PIQUA — Nearly 400 Edison State Community College students made that all-important walk down the aisle and across the stage to receive their diplomas on Friday, May 12.
Edison State President Dr. Doreen Larson gave a speech praising the hard work of the graduates and explained the value of their accomplishments.
“A diploma or certificate does not fluctuate in value. These pieces of paper and the degrees, which they represent, hold their value over time,” said Edison State President Dr. Doreen Larson. “For each college graduate, this piece of paper represents obstacles that students refuse to let stand in the way of their success.”
“These documents from your community college grant citizenship as a college educated adult. They serve as qualifiers for employment, transfer and other degrees, scholarships, and the many opportunities only open to college graduates.”
During the ceremony, Miami County Commissioner Mr. Greg Simmons delivered a keynote address commending the graduates and encouraging them to keep moving forward.
“You’re independent value is no longer just about you. You’re now stepping into a realm where the ripple effect of your stone being thrown into the pond of life will be making a difference not only to those who you hold in close proximity in your heart but now also those who you work and live with in your community,” said Simmons.
“Your life does matter,” added Simmons. “You can test it, try it, improve it, and as you move on to the next part of your journey I think you’ll find that Edison State Community College has served you well. Return that by conducting yourself in a way that displays integrity and honor.”
As the College’s first graduate, Simmons noted that, because of his start at Edison State, he was able to reach many goals in life.

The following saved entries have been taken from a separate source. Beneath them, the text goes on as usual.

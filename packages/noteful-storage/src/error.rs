#[derive(Debug, thiserror::Error)]
pub enum Error {
	#[error(transparent)]
	Sqlx(#[from] sqlx::Error),
	#[error("Conflict: {0}")]
	Conflict(String),
}
impl Error {
	/// Maps unique-index violations to [`Error::Conflict`] and passes everything else through.
	pub(crate) fn from_write(err: sqlx::Error, field: &str) -> Self {
		match &err {
			sqlx::Error::Database(db_err) if db_err.is_unique_violation() =>
				Self::Conflict(format!("{field} already exists.")),
			_ => Self::Sqlx(err),
		}
	}
}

“Edison State was my launching pad for a higher education and a career. After serving in the Navy, I married, started a family, and returned to school. As a result of starting at Edison State, I became a teacher, a pastor, chief probation officer, police officer, Director of West Central Juvenile Facility, and presently I’m a Miami County Commissioner. I consider Edison State the start of everything for me, and it has been really good to me.”
This year’s graduating class earned over 440 degrees and certificates in such career and transfer programs as arts, business, communications, engineering and manufacturing, health sciences, humanities, mathematics, sciences and social and public services.
The class of 2017 represents 13 Ohio counties, with 41-percent from Miami County, 22-percent from Shelby County, and 19-percent from Darke County.
“Success for some means heading right into the workforce, often to a job they’ve earned through an internship; for others, it means further study at colleges and universities near and far,” said Scott Burnam, Vice Provost. “But regardless of what’s next for them, when students succeed at Edison State, they leave thoroughly prepared to take on their next great challenge.”
35 of those graduating with an associate degree will also graduate concurrently from high school. Jenna Barlage, a sophomore at Fort Loramie High School, will graduate from Edison State this summer.
“As many years as we do it, and as many stories we hear about what students overcome to graduate from Edison State, we continue to be amazed at levels of focus, commitment, and endurance that our students demonstrate to become successful,” added Burnam.